Two telecommunications experts in Northern Ireland have developed a technology that could cut the cost of internet access while boosting reliability and speed.

Next week, Gerard Parr, of the University of Ulster at Coleraine, and Alan Marshall, of Queen's University Belfast, will unveil their research at the IFIP/IEEE International Conference on Management of Multimedia Networks and Services in Chicago.

The conference aims to tackle the massive growth of multimedia streams on the internet and its implications on the underlying core carrier networks.

The UU/QUB team has been working on methods of improving bandwidth management. It has developed a software methodology that uses "intelligent mobile agents", which can negotiate access to competing networks, potentially finding user applications the most reliable connection at the best price.

"The more real-time intelligence we can put into network management, the more benefits for the end user and the network providers," Professor Parr said.

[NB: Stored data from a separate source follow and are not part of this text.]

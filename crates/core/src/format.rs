//! Locale-fixed formatting for user-facing numbers.
//!
//! Output matches what the café's frontend has always shown: Persian
//! (Extended Arabic-Indic) digits, U+066C as the grouping separator, zero
//! fraction digits, and a fixed currency suffix. Nothing here consults the
//! process locale, so the output is identical on every machine.

use crate::types::Toman;

/// Currency suffix appended to every formatted amount.
pub const CURRENCY_SUFFIX: &str = "تومان";

/// ARABIC THOUSANDS SEPARATOR.
const GROUP_SEPARATOR: char = '\u{66c}';

/// First code point of the Extended Arabic-Indic digit block (۰).
const PERSIAN_ZERO: u32 = 0x06F0;

/// Replace ASCII digits with Persian digits, leaving everything else as-is.
#[must_use]
pub fn to_persian_digits(input: &str) -> String {
    input
        .chars()
        .map(|c| {
            if c.is_ascii_digit() {
                char::from_u32(PERSIAN_ZERO + (c as u32 - '0' as u32)).unwrap_or(c)
            } else {
                c
            }
        })
        .collect()
}

/// Group an integer into thousands with the Persian separator.
///
/// The digits themselves stay ASCII; callers combine this with
/// [`to_persian_digits`] for display.
#[must_use]
pub fn group_thousands(value: i64) -> String {
    let digits = value.unsigned_abs().to_string();
    let mut grouped = String::with_capacity(digits.len() + digits.len() / 3 + 1);
    if value < 0 {
        grouped.push('-');
    }
    for (i, c) in digits.chars().enumerate() {
        if i > 0 && (digits.len() - i) % 3 == 0 {
            grouped.push(GROUP_SEPARATOR);
        }
        grouped.push(c);
    }
    grouped
}

/// Format an amount for display: `۱٬۲۳۴ تومان`.
///
/// Zero fraction digits by construction; the grouping and suffix do not
/// depend on any locale setting.
#[must_use]
pub fn format_toman(amount: Toman) -> String {
    format!(
        "{} {CURRENCY_SUFFIX}",
        to_persian_digits(&group_thousands(amount.amount()))
    )
}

"These agents are essentially independent software processes that can be told what resource attributes to look for and where to find them, with the freedom to negotiate with agents from other network providers to meet the needs of key applications."

Drawing on the "agent" theme, the research team has called the project Bonds (Brokering Open Network Differentiated Services). Their unique approach centres on an agent brokering protocol that allows clients to say what they are willing to pay for a service.

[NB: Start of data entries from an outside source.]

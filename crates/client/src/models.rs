//! Typed records for every endpoint the client consumes.
//!
//! Field names are the server's wire names. Deserialization doubles as
//! field-presence validation: a success response that does not fit its
//! record fails at the client boundary instead of surfacing as missing
//! data somewhere downstream.
//!
//! Timestamps arrive as naive ISO-8601 strings; the server produces them
//! in UTC, so they are converted with `and_utc()` at display time.

use chrono::NaiveDateTime;
use serde::{Deserialize, Serialize};

use samovar_core::{OrderId, OrderItemId, OrderStatus, ProductId, Role, Toman, UserId};

// ─────────────────────────────────────────────────────────────────────────────
// Auth
// ─────────────────────────────────────────────────────────────────────────────

/// Credentials sent to the login endpoint.
#[derive(Debug, Clone, Serialize)]
pub struct LoginRequest {
    pub username: String,
    pub password: String,
}

/// Body of a successful login.
#[derive(Debug, Clone, Deserialize)]
pub struct LoginResponse {
    pub access_token: String,
    #[serde(default)]
    pub token_type: String,
    pub user: UserProfile,
}

/// The profile cached alongside the bearer token.
///
/// Replaced wholesale on login and refresh, never partially mutated.
#[derive(Debug, Clone, PartialEq, Eq, Serialize, Deserialize)]
pub struct UserProfile {
    pub id: UserId,
    pub username: String,
    pub full_name: String,
    pub role: Role,
}

/// An authenticated session: token plus cached profile.
#[derive(Debug, Clone)]
pub struct Session {
    pub token: String,
    pub user: UserProfile,
}

// ─────────────────────────────────────────────────────────────────────────────
// Products
// ─────────────────────────────────────────────────────────────────────────────

/// A menu item. Read-only from the client's perspective.
#[derive(Debug, Clone, PartialEq, Eq, Deserialize)]
pub struct Product {
    pub id: ProductId,
    pub name: String,
    pub price: Toman,
    pub category: String,
    pub is_active: bool,
}

// ─────────────────────────────────────────────────────────────────────────────
// Orders
// ─────────────────────────────────────────────────────────────────────────────

/// One line of an order.
#[derive(Debug, Clone, PartialEq, Eq, Deserialize)]
pub struct OrderItem {
    pub id: OrderItemId,
    pub product_name: String,
    pub unit_price: Toman,
    pub quantity: u32,
    pub total: Toman,
}

/// A placed order. All fields except `status` are server-authoritative.
#[derive(Debug, Clone, PartialEq, Eq, Deserialize)]
pub struct Order {
    pub id: OrderId,
    pub table_number: Option<u32>,
    pub status: OrderStatus,
    pub discount: Toman,
    pub created_at: NaiveDateTime,
    pub items: Vec<OrderItem>,
    pub subtotal: Toman,
    pub total: Toman,
}

/// One line of a new order.
#[derive(Debug, Clone, Serialize)]
pub struct NewOrderItem {
    pub product_id: ProductId,
    pub quantity: u32,
}

/// Payload for creating an order.
#[derive(Debug, Clone, Serialize)]
pub struct NewOrder {
    #[serde(skip_serializing_if = "Option::is_none")]
    pub table_number: Option<u32>,
    pub items: Vec<NewOrderItem>,
    pub discount: Toman,
}

/// Payload for the status-update endpoint.
#[derive(Debug, Clone, Serialize)]
pub struct OrderStatusUpdate {
    pub status: OrderStatus,
}

// ─────────────────────────────────────────────────────────────────────────────
// Admin users
// ─────────────────────────────────────────────────────────────────────────────

/// A user account as the admin endpoints see it.
#[derive(Debug, Clone, PartialEq, Eq, Deserialize)]
pub struct UserAccount {
    pub id: UserId,
    pub username: String,
    pub full_name: String,
    pub role: Role,
    pub is_active: bool,
    pub created_at: NaiveDateTime,
    pub last_login: Option<NaiveDateTime>,
}

/// Payload for creating a user account.
#[derive(Debug, Clone, Serialize)]
pub struct NewUser {
    pub username: String,
    pub password: String,
    pub full_name: String,
    pub role: Role,
}

/// Payload for replacing a user account (PUT).
#[derive(Debug, Clone, Serialize)]
pub struct UserUpdate {
    pub username: String,
    pub full_name: String,
    pub role: Role,
    pub is_active: bool,
    /// Set to change the password; omitted otherwise.
    #[serde(skip_serializing_if = "Option::is_none")]
    pub password: Option<String>,
}

/// Acknowledgement from the toggle-active endpoint.
#[derive(Debug, Clone, Deserialize)]
pub struct ToggleActiveAck {
    #[serde(default)]
    pub message: String,
    pub is_active: bool,
}

// ─────────────────────────────────────────────────────────────────────────────
// Dashboard & server info
// ─────────────────────────────────────────────────────────────────────────────

/// Aggregate counters for the dashboard page.
#[derive(Debug, Clone, PartialEq, Eq, Deserialize)]
pub struct DashboardStats {
    pub total_orders_today: u32,
    pub total_revenue_today: Toman,
    pub pending_orders: u32,
    pub total_products: u32,
    pub total_users: u32,
}

/// Public server information.
#[derive(Debug, Clone, PartialEq, Eq, Deserialize)]
pub struct ServerInfo {
    pub name: String,
    pub version: String,
    pub status: String,
}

Some want to pay a premium rate to jump the queue, others want the cheapest deal available. The software agents act as a real-time broker between the computer application and networks.

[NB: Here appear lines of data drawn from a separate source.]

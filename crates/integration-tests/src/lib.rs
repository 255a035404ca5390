//! Integration tests for Samovar.
//!
//! These tests exercise the real client stack against a live café API
//! server, so they are `#[ignore]`d by default.
//!
//! # Running Tests
//!
//! ```bash
//! # Point the suite at a running server
//! export SAMOVAR_BASE_URL=http://127.0.0.1:8080
//! export SAMOVAR_TEST_USERNAME=admin
//! export SAMOVAR_TEST_PASSWORD=admin
//!
//! cargo test -p samovar-integration-tests -- --ignored
//! ```
//!
//! # Test Categories
//!
//! - `auth_flow` - login/refresh/logout lifecycle
//! - `orders` - product catalog and order round-trips
//! - `admin_users` - admin user management

use std::sync::Arc;

use samovar_client::{ApiClient, NoopNavigator, SessionStore};
use url::Url;

/// Base URL for the café API (configurable via environment).
#[must_use]
pub fn base_url() -> Url {
    let raw = std::env::var("SAMOVAR_BASE_URL")
        .unwrap_or_else(|_| "http://127.0.0.1:8080".to_owned());
    Url::parse(&raw).expect("SAMOVAR_BASE_URL is a valid URL")
}

/// Test credentials (configurable via environment).
#[must_use]
pub fn credentials() -> (String, String) {
    let username = std::env::var("SAMOVAR_TEST_USERNAME").unwrap_or_else(|_| "admin".to_owned());
    let password = std::env::var("SAMOVAR_TEST_PASSWORD").unwrap_or_else(|_| "admin".to_owned());
    (username, password)
}

/// A client with a throwaway session file, so test runs never touch a
/// real session.
#[must_use]
pub fn test_client(dir: &std::path::Path) -> ApiClient {
    let session = SessionStore::open(dir.join("session.json"));
    ApiClient::new(base_url(), session, Arc::new(NoopNavigator))
}
//! Integer money amounts.

use serde::{Deserialize, Serialize};

/// An amount of money in whole Toman.
///
/// The café API deals exclusively in integer Toman; no field anywhere in
/// the system carries fractional digits. Keeping the raw integer behind a
/// newtype stops amounts from being mixed up with counts or IDs.
///
/// Display formatting lives in [`crate::format::format_toman`]; this type
/// is deliberately just the number.
#[derive(
    Debug, Clone, Copy, PartialEq, Eq, PartialOrd, Ord, Hash, Default, Serialize, Deserialize,
)]
#[serde(transparent)]
pub struct Toman(i64);

impl Toman {
    /// Create an amount from a raw Toman value.
    #[must_use]
    pub const fn new(amount: i64) -> Self {
        Self(amount)
    }

    /// The raw integer amount.
    #[must_use]
    pub const fn amount(self) -> i64 {
        self.0
    }
}

impl From<i64> for Toman {
    fn from(amount: i64) -> Self {
        Self(amount)
    }
}

impl From<Toman> for i64 {
    fn from(amount: Toman) -> Self {
        amount.0
    }
}

impl std::ops::Add for Toman {
    type Output = Self;

    fn add(self, rhs: Self) -> Self {
        Self(self.0 + rhs.0)
    }
}

impl std::iter::Sum for Toman {
    fn sum<I: Iterator<Item = Self>>(iter: I) -> Self {
        Self(iter.map(|t| t.0).sum())
    }
}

The work has been sponsored by Fujitsu Telecommunications Europe Ltd based in Birmingham. Its chief engineer, Keith Jones, said: "Standard IP networks normally offer 'best-effort' data delivery policy, and at link congestion, time-sensitive services such as real time video and voice will be severely affected."

The UU/QUB research promised better provision and management for network services, where the required amount of bandwidth could be allocated to support the desired quality of service, Mr Jones said. "Ideally, a network provider wants to give the required bandwidth or quality of service to all its clients, but this is hard to achieve due to a finite network capacity. We believe that pricing remains the best and the fairest solution to the effective distribution of bandwidth."

Professor Parr said: "The IFIP/ IEEE event is a major international conference, and to have one of our papers accepted by the committee is a testament to the level of industrially relevant telecommunications research that is taking place in the UK, and in particular within Northern Ireland between our two universities."